— Exercise goal —
Look through the entries below and report how many lines hold the string "usize". Only the number is wanted.

— Provided information —
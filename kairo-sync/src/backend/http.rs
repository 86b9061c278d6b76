//! REST command registry.
//!
//! Guild trees live at `/applications/{app}/guilds/{guild}/commands`,
//! the unscoped tree at `/applications/{app}/commands`. A bulk `PUT`
//! overwrites a tree, so clearing is `PUT []` and a replace is a single
//! `PUT` of the new set.

use std::time::Duration;

use async_trait::async_trait;
use kairo_core::{CommandDefinition, RegistrySettings, TenantId};
use reqwest::header::AUTHORIZATION;
use reqwest::{Client, RequestBuilder};
use serde::Deserialize;
use tracing::debug;

use crate::backend::RemoteRegistry;
use crate::types::ScopeKey;
use crate::{SyncError, SyncResult};

const REQUEST_TIMEOUT: Duration = Duration::from_secs(10);

#[derive(Debug, Deserialize)]
struct RemoteCommand {
    name: String,
}

pub struct HttpRegistry {
    client: Client,
    base_url: String,
    application_id: u64,
    token: String,
}

impl HttpRegistry {
    pub fn new(base_url: impl Into<String>, application_id: u64, token: impl Into<String>) -> SyncResult<Self> {
        let client = Client::builder()
            .timeout(REQUEST_TIMEOUT)
            .build()
            .map_err(|e| SyncError::Internal(format!("failed to build HTTP client: {e}")))?;
        Ok(Self {
            client,
            base_url: base_url.into().trim_end_matches('/').to_string(),
            application_id,
            token: token.into(),
        })
    }

    pub fn from_settings(settings: &RegistrySettings) -> SyncResult<Self> {
        let application_id = settings
            .application_id
            .ok_or_else(|| SyncError::Internal("registry.application_id is not configured".to_string()))?;
        let token = settings
            .token
            .clone()
            .ok_or_else(|| SyncError::Internal("registry.token is not configured".to_string()))?;
        Self::new(settings.base_url.clone(), application_id, token)
    }

    pub(crate) fn url(&self, scope: ScopeKey) -> String {
        match scope {
            ScopeKey::Guild(guild) => format!(
                "{}/applications/{}/guilds/{}/commands",
                self.base_url, self.application_id, guild
            ),
            ScopeKey::Global => format!("{}/applications/{}/commands", self.base_url, self.application_id),
        }
    }

    fn authed(&self, request: RequestBuilder) -> RequestBuilder {
        request.header(AUTHORIZATION, format!("Bot {}", self.token))
    }

    async fn get(&self, scope: ScopeKey) -> SyncResult<Vec<String>> {
        let commands = self
            .authed(self.client.get(self.url(scope)))
            .send()
            .await
            .and_then(|r| r.error_for_status())
            .map_err(|e| SyncError::remote(scope, e.to_string()))?
            .json::<Vec<RemoteCommand>>()
            .await
            .map_err(|e| SyncError::remote(scope, format!("unreadable command list: {e}")))?;
        Ok(commands.into_iter().map(|c| c.name).collect())
    }

    async fn put(&self, scope: ScopeKey, defs: &[CommandDefinition]) -> SyncResult<usize> {
        debug!(%scope, count = defs.len(), "overwriting command tree");
        let installed = self
            .authed(self.client.put(self.url(scope)))
            .json(defs)
            .send()
            .await
            .and_then(|r| r.error_for_status())
            .map_err(|e| SyncError::remote(scope, e.to_string()))?
            .json::<Vec<RemoteCommand>>()
            .await
            .map_err(|e| SyncError::remote(scope, format!("unreadable install response: {e}")))?;
        Ok(installed.len())
    }
}

#[async_trait]
impl RemoteRegistry for HttpRegistry {
    async fn list_scoped_commands(&self, scope: TenantId) -> SyncResult<Vec<String>> {
        self.get(ScopeKey::Guild(scope)).await
    }

    async fn clear_scoped_commands(&self, scope: TenantId) -> SyncResult<()> {
        self.put(ScopeKey::Guild(scope), &[]).await.map(|_| ())
    }

    async fn install_scoped_commands(&self, scope: TenantId, defs: &[CommandDefinition]) -> SyncResult<usize> {
        self.put(ScopeKey::Guild(scope), defs).await
    }

    async fn replace_scoped_commands(&self, scope: TenantId, defs: &[CommandDefinition]) -> SyncResult<usize> {
        self.put(ScopeKey::Guild(scope), defs).await
    }

    async fn clear_global_commands(&self) -> SyncResult<()> {
        self.put(ScopeKey::Global, &[]).await.map(|_| ())
    }

    async fn list_global_commands(&self) -> SyncResult<Vec<String>> {
        self.get(ScopeKey::Global).await
    }
}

— Your solution —
3